Пример #1
0
def calculate(idx, export_path=None):
    dfs = pd.DataFrame()

    PEIndex = sf.PEIndex(idx)
    first_date = PEIndex.firstmonday

    result_r = {}
    components_num = {}
    components = {}
    for year in range(first_date.timetuple().tm_year, _process_date.year + 1):

        if year == _process_date.year:
            month = _process_date.month
            day = tu.date_of_weekday(_process_date, 0, (0, 0)).day
            if day > _process_date.day:  # 修正周一在上个月,跨月后产生的日期问题
                month -= 1
        else:
            month = 12
            day = 31

        date_s = dt.date(year, month, day)  #

        sql_i = sf.SQL_PEIndex(idx, year).yeardata_w["nv"]
        sql_mindate = sf.SQL_PEIndex(idx, year).yeardata_w["t_min"]

        conn = engine_rd.connect()

        su.tic("Getting Data")
        d = pd.read_sql(sql_i, conn)
        d.index = range(len(d))

        t_min = pd.read_sql(sql_mindate,
                            conn)["statistic_date_earliest"].tolist()
        t_min = [time.mktime(x.timetuple()) for x in t_min]  #
        conn.close()

        su.tic("Preprocessing...")
        d["statistic_date"] = d["statistic_date"].apply(
            lambda x: time.mktime(x.timetuple()))
        d_dd = d.drop_duplicates("fund_id")
        idx_slice = d_dd.index.tolist()
        idx_slice.append(len(d))
        ids = d_dd["fund_id"].tolist()

        last_monday = date_s - dt.timedelta(
            cld.weekday(date_s.year, date_s.month, date_s.day))  #
        t_std = tu.timeseries_std(last_monday, "a", 52, extend=1)  #
        if year == first_date.timetuple().tm_year:
            t_std = t_std[:-1]

        #
        su.tic("Slicing")
        t_std_long = tu.timeseries_std(
            last_monday,
            tu.periods_in_interval(last_monday, dt.date(year - 1, 11, 30), 12))
        t_std_long_p1m = [(x + relativedelta(months=1)).timestamp()
                          for x in tu.tr(t_std_long)]
        real_p1m = su.compare(t_min, t_std_long)  # 实际最早日期和标准序列日期比较
        p1m_std = su.compare(t_std_long_p1m, t_std)  # 加一个月的标准序列日期和标准序列日期比较
        data_used = [p1m_std[x - 1] for x in real_p1m]

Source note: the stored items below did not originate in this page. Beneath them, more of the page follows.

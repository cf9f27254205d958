//! LampArray enumerations and the lamp color value type.

use crate::{ProtocolError, ProtocolResult};
use serde::{Deserialize, Serialize};

/// First value of the vendor-defined range shared by `kind` and `purpose`.
pub const VENDOR_DEFINED_FIRST: u32 = 0x0001_0000;

/// Physical kind of a lamp array (`LampArrayKind` usage).
#[derive(Debug, Clone, Copy, PartialEq, Eq, Hash, Serialize, Deserialize)]
pub enum LampArrayKind {
    Undefined,
    Keyboard,
    Mouse,
    GameController,
    Peripheral,
    Scene,
    Notification,
    Chassis,
    Wearable,
    Furniture,
    Art,
    /// Vendor-defined kind, always `>= VENDOR_DEFINED_FIRST`.
    Vendor(u32),
}

impl LampArrayKind {
    /// Decode a raw 32-bit kind.
    ///
    /// Values between `Art` and the vendor range are reserved and rejected.
    pub fn from_raw(value: u32) -> ProtocolResult<Self> {
        if value >= VENDOR_DEFINED_FIRST {
            return Ok(Self::Vendor(value));
        }
        match value {
            0x00 => Ok(Self::Undefined),
            0x01 => Ok(Self::Keyboard),
            0x02 => Ok(Self::Mouse),
            0x03 => Ok(Self::GameController),
            0x04 => Ok(Self::Peripheral),
            0x05 => Ok(Self::Scene),
            0x06 => Ok(Self::Notification),
            0x07 => Ok(Self::Chassis),
            0x08 => Ok(Self::Wearable),
            0x09 => Ok(Self::Furniture),
            0x0A => Ok(Self::Art),
            _ => Err(ProtocolError::UnknownEnumValue {
                field: "kind",
                value,
            }),
        }
    }

    /// Raw 32-bit wire value.
    pub fn to_raw(self) -> u32 {
        match self {
            Self::Undefined => 0x00,
            Self::Keyboard => 0x01,
            Self::Mouse => 0x02,
            Self::GameController => 0x03,
            Self::Peripheral => 0x04,
            Self::Scene => 0x05,
            Self::Notification => 0x06,
            Self::Chassis => 0x07,
            Self::Wearable => 0x08,
            Self::Furniture => 0x09,
            Self::Art => 0x0A,
            Self::Vendor(value) => value,
        }
    }
}

impl TryFrom<u32> for LampArrayKind {
    type Error = ProtocolError;

    fn try_from(value: u32) -> ProtocolResult<Self> {
        Self::from_raw(value)
    }
}

impl From<LampArrayKind> for u32 {
    fn from(kind: LampArrayKind) -> Self {
        kind.to_raw()
    }
}

/// Intended use of a single lamp (`LampPurposes` usage).
#[derive(Debug, Clone, Copy, PartialEq, Eq, Hash, Serialize, Deserialize)]
pub enum LampPurpose {
    Control,
    Accent,
    Branding,
    Status,
    Illumination,
    Presentation,
    /// Vendor-defined purpose, always `>= VENDOR_DEFINED_FIRST`.
    Vendor(u32),
}

impl LampPurpose {
    /// Decode a raw 32-bit purpose.
    pub fn from_raw(value: u32) -> ProtocolResult<Self> {
        if value >= VENDOR_DEFINED_FIRST {
            return Ok(Self::Vendor(value));
        }
        match value {
            0x00 => Ok(Self::Control),
            0x01 => Ok(Self::Accent),
            0x02 => Ok(Self::Branding),
            0x03 => Ok(Self::Status),
            0x04 => Ok(Self::Illumination),
            0x05 => Ok(Self::Presentation),
            _ => Err(ProtocolError::UnknownEnumValue {
                field: "purpose",
                value,
            }),
        }
    }

    /// Raw 32-bit wire value.
    pub fn to_raw(self) -> u32 {
        match self {
            Self::Control => 0x00,
            Self::Accent => 0x01,
            Self::Branding => 0x02,
            Self::Status => 0x03,
            Self::Illumination => 0x04,
            Self::Presentation => 0x05,
            Self::Vendor(value) => value,
        }
    }
}

impl TryFrom<u32> for LampPurpose {
    type Error = ProtocolError;

    fn try_from(value: u32) -> ProtocolResult<Self> {
        Self::from_raw(value)
    }
}

impl From<LampPurpose> for u32 {
    fn from(purpose: LampPurpose) -> Self {
        purpose.to_raw()
    }
}

/// Color of one lamp as sent on the wire.
///
/// `intensity` is passed through to the device untouched; the driver never
/// scales the color channels by it.
#[derive(Debug, Clone, Copy, PartialEq, Eq, Hash, Default, Serialize, Deserialize)]
pub struct LampColor {
    pub red: u8,
    pub green: u8,
    pub blue: u8,
    pub intensity: u8,
}

impl LampColor {
    /// Wire size in bytes.
    pub const WIRE_LEN: usize = 4;

    /// All channels zero.
    pub const OFF: Self = Self::new(0, 0, 0, 0);

    pub const fn new(red: u8, green: u8, blue: u8, intensity: u8) -> Self {
        Self {
            red,
            green,
            blue,
            intensity,
        }
    }

    /// Color with intensity 0.
    pub const fn rgb(red: u8, green: u8, blue: u8) -> Self {
        Self::new(red, green, blue, 0)
    }

    pub const fn to_bytes(self) -> [u8; Self::WIRE_LEN] {
        [self.red, self.green, self.blue, self.intensity]
    }

    pub const fn from_bytes(bytes: [u8; Self::WIRE_LEN]) -> Self {
        let [red, green, blue, intensity] = bytes;
        Self::new(red, green, blue, intensity)
    }
}

impl From<(u8, u8, u8)> for LampColor {
    fn from((red, green, blue): (u8, u8, u8)) -> Self {
        Self::rgb(red, green, blue)
    }
}

impl From<(u8, u8, u8, u8)> for LampColor {
    fn from((red, green, blue, intensity): (u8, u8, u8, u8)) -> Self {
        Self::new(red, green, blue, intensity)
    }
}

        su.tic("Grouping...")
        ds = [
            d[idx_slice[i]:idx_slice[i + 1]]
            for i in range(len(idx_slice) - 1)
        ]
        ts = [x["statistic_date"].tolist() for x in ds]
        navs = [x["nav"].tolist() for x in ds]

        su.tic("Matching...")
        matchs = [tu.outer_match4index_w(x, t_std, False) for x in ts]

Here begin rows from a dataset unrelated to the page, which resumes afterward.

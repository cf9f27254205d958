//! Fuzzes every LampArray feature-report decoder.
//!
//! Reports that decode must re-encode to the same bytes they were read
//! from (up to the report's wire length).
//!
//! Run with:
//!   cargo +nightly fuzz run fuzz_lamp_array_reports
#![no_main]
use hid_lamp_array_protocol::{
    FeatureReport, LampArrayAttributes, LampArrayControl, LampAttributes, LampAttributesRequest,
    LampMultiUpdate, LampRangeUpdate,
};
use libfuzzer_sys::fuzz_target;

fn check<R: FeatureReport>(data: &[u8]) {
    if let Ok(report) = R::from_feature_report(data) {
        let encoded = report.to_feature_report();
        assert_eq!(encoded.len(), R::WIRE_LEN + 1);
        assert_eq!(Some(encoded.as_slice()), data.get(..R::WIRE_LEN + 1));
    }
}

fuzz_target!(|data: &[u8]| {
    // Must never panic on arbitrary bytes.
    check::<LampArrayAttributes>(data);
    check::<LampAttributesRequest>(data);
    check::<LampAttributes>(data);
    check::<LampMultiUpdate>(data);
    check::<LampRangeUpdate>(data);
    check::<LampArrayControl>(data);

    if let Ok(update) = LampMultiUpdate::from_feature_report(data) {
        assert!(update.entries().count() <= 8);
    }

    if let Ok(attributes) = LampArrayAttributes::from_feature_report(data) {
        let _ = attributes.kind();
    }
    if let Ok(lamp) = LampAttributes::from_feature_report(data) {
        let _ = lamp.purpose();
    }
});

        su.tic("Getting Result...")
        # t_matchs = [x[0] for x in matchs]
        # t_matchs = [tu.tr(x) for x in t_matchs]
        idx_matchs = [x[1] for x in matchs]
        nav_matchs = [[
            navs[i][idx] if idx is not None else None
            for idx in idx_matchs[i].values()
        ] for i in range(len(idx_matchs))]

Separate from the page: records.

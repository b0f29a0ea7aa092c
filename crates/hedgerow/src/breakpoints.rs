#![forbid(unsafe_code)]

//! Breakpoint watching.
//!
//! Widgets subscribe to media conditions either given verbatim in their
//! configuration or discovered from the host's active style sources.
//! Deduplication across widgets is refcounted through a shared
//! [`ConditionRegistry`]: the host creates one registry and passes it to
//! every construction that should share subscriptions. No process-wide
//! state exists.

use std::cell::RefCell;
use std::collections::HashMap;
use std::rc::Rc;

use hedgerow_core::HostEnv;

use crate::config::Watch;

/// Shared handle to a condition registry.
pub type SharedRegistry = Rc<RefCell<ConditionRegistry>>;

/// Refcounted registry of watched condition texts.
///
/// Discovery results are cached per registry: the first construction that
/// asks for discovery scans the host's style sources, later ones reuse the
/// scan. Hosts whose stylesheets change can rescan by building a fresh
/// registry.
#[derive(Debug, Default)]
pub struct ConditionRegistry {
    watched: HashMap<String, usize>,
    discovered: Option<Vec<String>>,
}

impl ConditionRegistry {
    /// Create an empty registry.
    pub fn new() -> Self {
        Self::default()
    }

    /// Create an empty registry behind a shared handle.
    pub fn shared() -> SharedRegistry {
        Rc::new(RefCell::new(Self::new()))
    }

    /// Conditions currently watched by at least one widget, sorted.
    pub fn active(&self) -> Vec<String> {
        let mut out: Vec<String> = self.watched.keys().cloned().collect();
        out.sort();
        out
    }

    /// Whether any widget watches `condition`.
    pub fn is_watched(&self, condition: &str) -> bool {
        self.watched.contains_key(&normalize(condition))
    }

    /// Number of widgets watching `condition`.
    pub fn watch_count(&self, condition: &str) -> usize {
        self.watched.get(&normalize(condition)).copied().unwrap_or(0)
    }

    /// Conditions found in the host's style sources, scanned once per
    /// registry and deduplicated by normalized text.
    pub fn discovered(&mut self, env: &dyn HostEnv) -> Vec<String> {
        if self.discovered.is_none() {
            self.discovered = Some(dedup(env.style_conditions()));
        }
        self.discovered.clone().unwrap_or_default()
    }

    /// Returns true when the condition was not watched before.
    fn acquire(&mut self, condition: &str) -> bool {
        let count = self.watched.entry(normalize(condition)).or_insert(0);
        *count += 1;
        *count == 1
    }

    /// Returns true when the last watcher released the condition.
    fn release(&mut self, condition: &str) -> bool {
        let key = normalize(condition);
        match self.watched.get_mut(&key) {
            Some(count) if *count > 1 => {
                *count -= 1;
                false
            }
            Some(_) => {
                self.watched.remove(&key);
                true
            }
            None => false,
        }
    }
}

/// A widget's claim on a set of conditions.
///
/// Releasing (or dropping) the subscription decrements the registry
/// refcounts; the last release of a condition removes it entirely.
#[derive(Debug)]
pub struct ConditionSubscription {
    registry: SharedRegistry,
    conditions: Vec<String>,
}

impl ConditionSubscription {
    /// Claim `conditions` in the registry. The input is normalized and
    /// deduplicated so release stays symmetric.
    pub fn watch(registry: &SharedRegistry, conditions: Vec<String>) -> Self {
        let conditions = dedup(conditions);
        {
            let mut reg = registry.borrow_mut();
            for condition in &conditions {
                if reg.acquire(condition) {
                    tracing::debug!(%condition, "watching breakpoint condition");
                }
            }
        }
        Self {
            registry: Rc::clone(registry),
            conditions,
        }
    }

    /// The claimed condition texts.
    pub fn conditions(&self) -> &[String] {
        &self.conditions
    }

    /// Whether this subscription covers `condition`.
    pub fn covers(&self, condition: &str) -> bool {
        let key = normalize(condition);
        self.conditions.iter().any(|c| *c == key)
    }

    /// Release all claims. Safe to call more than once.
    pub fn release(&mut self) {
        let mut reg = self.registry.borrow_mut();
        for condition in self.conditions.drain(..) {
            if reg.release(&condition) {
                tracing::debug!(%condition, "released breakpoint condition");
            }
        }
    }
}

impl Drop for ConditionSubscription {
    fn drop(&mut self) {
        self.release();
    }
}

/// Resolve a watch mode to the concrete set of condition texts.
pub fn resolve_conditions(
    watch: &Watch,
    registry: &SharedRegistry,
    env: &dyn HostEnv,
) -> Vec<String> {
    match watch {
        Watch::Off => Vec::new(),
        Watch::Conditions(list) => dedup(list.clone()),
        Watch::Discover => registry.borrow_mut().discovered(env),
    }
}

fn normalize(condition: &str) -> String {
    condition.trim().to_string()
}

fn dedup(conditions: Vec<String>) -> Vec<String> {
    let mut out: Vec<String> = Vec::new();
    for condition in conditions {
        let key = normalize(&condition);
        if key.is_empty() || out.contains(&key) {
            continue;
        }
        out.push(key);
    }
    out
}

#[cfg(test)]
mod tests {
    use super::*;
    use hedgerow_core::StaticHost;

    const NARROW: &str = "(max-width: 560px)";
    const WIDE: &str = "(min-width: 561px)";

    #[test]
    fn watch_and_release_refcount() {
        let registry = ConditionRegistry::shared();
        let mut a = ConditionSubscription::watch(&registry, vec![NARROW.into()]);
        let mut b = ConditionSubscription::watch(&registry, vec![NARROW.into(), WIDE.into()]);

        assert_eq!(registry.borrow().watch_count(NARROW), 2);
        assert_eq!(registry.borrow().watch_count(WIDE), 1);

        a.release();
        assert_eq!(registry.borrow().watch_count(NARROW), 1);
        assert!(registry.borrow().is_watched(NARROW));

        b.release();
        assert!(!registry.borrow().is_watched(NARROW));
        assert!(!registry.borrow().is_watched(WIDE));
    }

    #[test]
    fn release_twice_is_safe() {
        let registry = ConditionRegistry::shared();
        let mut sub = ConditionSubscription::watch(&registry, vec![NARROW.into()]);
        sub.release();
        sub.release();
        assert_eq!(registry.borrow().watch_count(NARROW), 0);
    }

    #[test]
    fn drop_releases() {
        let registry = ConditionRegistry::shared();
        {
            let _sub = ConditionSubscription::watch(&registry, vec![NARROW.into()]);
            assert!(registry.borrow().is_watched(NARROW));
        }
        assert!(!registry.borrow().is_watched(NARROW));
    }

    #[test]
    fn duplicate_claims_count_once() {
        let registry = ConditionRegistry::shared();
        let sub = ConditionSubscription::watch(
            &registry,
            vec![NARROW.into(), format!("  {NARROW} "), NARROW.into()],
        );
        assert_eq!(sub.conditions().len(), 1);
        assert_eq!(registry.borrow().watch_count(NARROW), 1);
    }

    #[test]
    fn covers_normalizes() {
        let registry = ConditionRegistry::shared();
        let sub = ConditionSubscription::watch(&registry, vec![NARROW.into()]);
        assert!(sub.covers(&format!(" {NARROW} ")));
        assert!(!sub.covers(WIDE));
    }

    #[test]
    fn resolve_off_is_empty() {
        let registry = ConditionRegistry::shared();
        let host = StaticHost::new();
        assert!(resolve_conditions(&Watch::Off, &registry, &host).is_empty());
    }

    #[test]
    fn resolve_conditions_verbatim_deduped() {
        let registry = ConditionRegistry::shared();
        let host = StaticHost::new();
        let watch = Watch::Conditions(vec![NARROW.into(), NARROW.into(), String::new()]);
        assert_eq!(resolve_conditions(&watch, &registry, &host), vec![NARROW.to_string()]);
    }

    #[test]
    fn discovery_scans_once_per_registry() {
        let registry = ConditionRegistry::shared();
        let mut host = StaticHost::new();
        host.add_conditions([NARROW, WIDE, NARROW]);

        let first = resolve_conditions(&Watch::Discover, &registry, &host);
        assert_eq!(first, vec![NARROW.to_string(), WIDE.to_string()]);

        // Later additions are invisible to the same registry.
        host.add_conditions(["(min-width: 851px)"]);
        let second = resolve_conditions(&Watch::Discover, &registry, &host);
        assert_eq!(second, first);

        // A fresh registry rescans.
        let fresh = ConditionRegistry::shared();
        let third = resolve_conditions(&Watch::Discover, &fresh, &host);
        assert_eq!(third.len(), 3);
    }

    #[test]
    fn active_lists_sorted_watched_conditions() {
        let registry = ConditionRegistry::shared();
        let _a = ConditionSubscription::watch(&registry, vec![WIDE.into()]);
        let _b = ConditionSubscription::watch(&registry, vec![NARROW.into()]);
        assert_eq!(
            registry.borrow().active(),
            vec![NARROW.to_string(), WIDE.to_string()]
        );
    }
}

        su.tic("Calculating Index...")
        nvs = pd.DataFrame(nav_matchs).T.astype(float).as_matrix()
        print(nvs.shape)
        for i in range(len(ids)):
            nvs[data_used[i] + 1:, i] = np.nan

        rs = nvs[:-1] / nvs[1:] - 1
        rs[rs > 10] = np.nan
        rs[rs < -1] = np.nan
        r = np.nanmean(rs, axis=1)
        r[np.isnan(r)] = 0

        result_r[year] = r
        components_num[year] = np.sum(~np.isnan(rs), axis=1)

        # log samples
        tmp = pd.DataFrame(nvs, columns=ids).T
        tmp["fund_id"] = tmp.index
        tmp = tmp[[tmp.columns[-1], *tmp.columns[:-1]]]
        components[year] = tmp

        su.tic("Year:{0}, Done...".format(year))
    values_r = []
    values_num = []
    for year in range(first_date.timetuple().tm_year, date_s.year + 1):
        if len(values_r) == 0:
            values_r = result_r[year].tolist()[::-1]
            values_num = components_num[year].tolist()[::-1]
        else:
            values_r.extend(result_r[year].tolist()[::-1])
            values_num.extend(components_num[year].tolist()[::-1])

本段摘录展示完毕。